This is not the current version of the class.

# Unicode

## Character representation

• A brief history of coding systems
• Representation
• Efficiency
• Unicode

• A theme: Good systems design can achieve excellent tradeoffs between efficiency and representation!

## Coding systems

• A coding system represents human language in form other than speech
• Standardization!
• Any written language is a coding system
• Alphabetic (a mark represents a part of a sound; Latin, Cyrillic, Coptic, Korean)
• Syllabic (a mark represents a sound combination; some Japanese scripts)
• Logographic (a mark represents a word; Chinese Hanzi)
• Representations can be translated into new forms!

## Chappe semaphore, 1790s

Reference

• Letters → arrangements of mechanical arms visible from far away

## Braille alphabet, 1820s

• Letters and letter combinations → patterns of dots perceptible to touch

## Japanese Braille, 1880s

• Braille’s symbols repurposed to a completely different syllabary
• Issues of ambiguity and misinterpretation
• Meaning of Braille symbols depends on context
• How to unambiguously interpret a document combining French and Japanese Braille symbols?

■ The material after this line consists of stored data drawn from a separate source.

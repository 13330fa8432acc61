//! Classifier, aggregator, selector and extender chained together.

use std::collections::HashSet;
use tracing::{info, warn};
use vlpim_common::{BindingRecord, CoreBindingSummary, Epitope, ProteinSequence, SelectionConfig};

use crate::aggregate::aggregate_cores;
use crate::classify::RankSource;
use crate::extend::{effective_target_length, extend_record};
use crate::select::{effective_epitope_count, select_cores, select_records, SelectedRecord};

/// Everything the selection produced, kept for reporting.
#[derive(Debug, Clone, Default)]
pub struct EpitopeSelection {
    /// `None` when the records carried no rank and selection was skipped.
    pub rank_source: Option<RankSource>,
    /// Cores in encounter order with their binder counts.
    pub summaries: Vec<CoreBindingSummary>,
    pub selected_cores: Vec<CoreBindingSummary>,
    pub n_effective: usize,
    pub records: Vec<SelectedRecord>,
    /// One epitope per distinct extended region, first occurrence first.
    pub epitopes: Vec<Epitope>,
}

pub fn select_epitopes(
    records: &[BindingRecord],
    parent: &ProteinSequence,
    config: &SelectionConfig,
) -> EpitopeSelection {
    let mut selection = EpitopeSelection::default();
    if records.is_empty() {
        return selection;
    }

    match RankSource::detect(records) {
        Some(source) => {
            selection.rank_source = Some(source);
            selection.summaries = aggregate_cores(records, source);
            info!("Core sequences ranked: {} unique cores", selection.summaries.len());

            selection.n_effective = effective_epitope_count(config.epitopes_number, parent.len());
            selection.selected_cores =
                select_cores(&selection.summaries, selection.n_effective, config.mode);
            selection.records = select_records(records, &selection.selected_cores);
            info!(
                "Selected {} cores, resulting in {} epitope records",
                selection.selected_cores.len(),
                selection.records.len()
            );
        }
        None => {
            warn!("No rank information available, skipping binding-based filtering");
            selection.n_effective = config.epitopes_number;
            selection.records = records
                .iter()
                .cloned()
                .map(|record| SelectedRecord {
                    record,
                    number_of_strong_binding: None,
                })
                .collect();
        }
    }

    let target = effective_target_length(config.epitope_length);
    let mut seen = HashSet::new();
    for selected in &selection.records {
        let epitope = extend_record(
            &selected.record,
            selected.number_of_strong_binding.unwrap_or(0),
            parent,
            target,
        );
        if seen.insert((epitope.core.clone(), epitope.start, epitope.end)) {
            selection.epitopes.push(epitope);
        }
    }
    info!("Extended {} epitope regions to target length {}", selection.epitopes.len(), target);

    selection
}
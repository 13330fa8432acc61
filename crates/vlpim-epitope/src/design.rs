//! Residues the sequence generator must leave untouched.

use std::collections::BTreeSet;
use vlpim_common::{Epitope, ImmunogenicityMode};

/// Sorted 1-based parent positions to hold fixed. Reduce mode fixes every
/// residue inside a selected epitope; enhance mode fixes none.
pub fn fixed_positions(epitopes: &[Epitope], mode: ImmunogenicityMode) -> Vec<usize> {
    if !mode.fixes_epitope_positions() {
        return Vec::new();
    }
    epitopes
        .iter()
        .flat_map(|e| e.positions())
        .collect::<BTreeSet<_>>()
        .into_iter()
        .collect()
}
use anyhow::Context;
use std::path::PathBuf;
use tracing::info;
use vlpim_common::PipelineConfig;
use vlpim_pipeline::io;
use vlpim_ranker::CandidateRanker;

pub async fn execute(config: PipelineConfig, table: PathBuf, out: PathBuf) -> anyhow::Result<()> {
    let evaluated = io::load_evaluated_candidates(&table)
        .await
        .with_context(|| format!("reading evaluated candidates {}", table.display()))?;
    let ranked = CandidateRanker::new(config.thresholds()).rank(evaluated);
    io::write_ranked_candidates(&out, &ranked).await?;
    info!(
        "Wrote {} ranked candidates ({} passing filters) to {:?}",
        ranked.len(),
        ranked.iter().filter(|r| r.passes_filters).count(),
        out
    );
    Ok(())
}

## Efficiency vs. representation

• Efficiency and parsimony are essential goals for computer systems
• Represent data in the smallest space
• Less expensive, more capacity
• Take less time to transmit
• Efficiency and parsimony are also essential for humans
• Human limitations in distinguishing marks
• Braille formerly had more symbols, distinguished by the use of dashes in some positions as well as dots (a ternary-like system), but “by the second edition in 1837 [Louis Braille] had discarded the dashes because they were too difficult to read.” ref
• Efficiency and parsimony can conflict with representation!

## Telegraphy, 1930s

Reference

• Telegraphy uses a binary coding system (dot + dash)
• 25 = 32 distinct patterns
• Complex “shift” system multiplexes some patterns
• 11111 01110 11011 01110 = “C:”
• So the 01110 pattern means different things depending on context
• Vulnerable to error: a misinterpreted symbol can change meanings of all future symbols

## BCDIC, 1930s

Reference

• Derived from punched-card codes originally developed for the US Census in the late 1800s

## ASCII, 1960s

Reference

• American Standard Code for Information Interchange
• Foundation for many national standards
• Controversial at the time

Reference

## America and the world

• ISO (International Standards Organization) adopted ASCII as ISO/IEC 646, with a caveat
• The characters [ \ ] { | } (and, to a lesser extent, ^ ~ # \$ @ ') were “reserved for national use”
• Different governments used those slots to represent critical characters in their languages
• Different nations speaking the same language made different choices!
à â ç É é ê è î ô ù û £ ° § ¨
French (ISO-IR-025) @ N/A \ N/A { N/A } N/A N/A | N/A # [ ] ~
Canadian French #1 (ISO-IR-121) @ [ \ N/A { ] } ^  | ~ N/A N/A N/A N/A
Canadian French #2 (ISO-IR-122) @ [ \ ^ { ] } N/A  | ~ N/A N/A N/A N/A
• The meaning of an encoded text depends on national context!
• Does ^le mean that, or Éle (Canadian #2), or île (Canadian #1)?
• Humans can sort of adapt, but it’s painful

## C

{ a[i] = '\n'; }

## C?

ä aÄiÜ = 'Ön'; ü

## …C?

??< a??(i??) = '??/n'; ??>

## What about that 7th bit?

• Error correction!
• Parity bit (checksum)
• Bit 7 = Bit 6 ^ Bit 5 ^ Bit 4 ^ Bit 3 ^ Bit 2 ^ Bit 1 ^ Bit 0
• Can detect any single-bit-flip error (“hit”)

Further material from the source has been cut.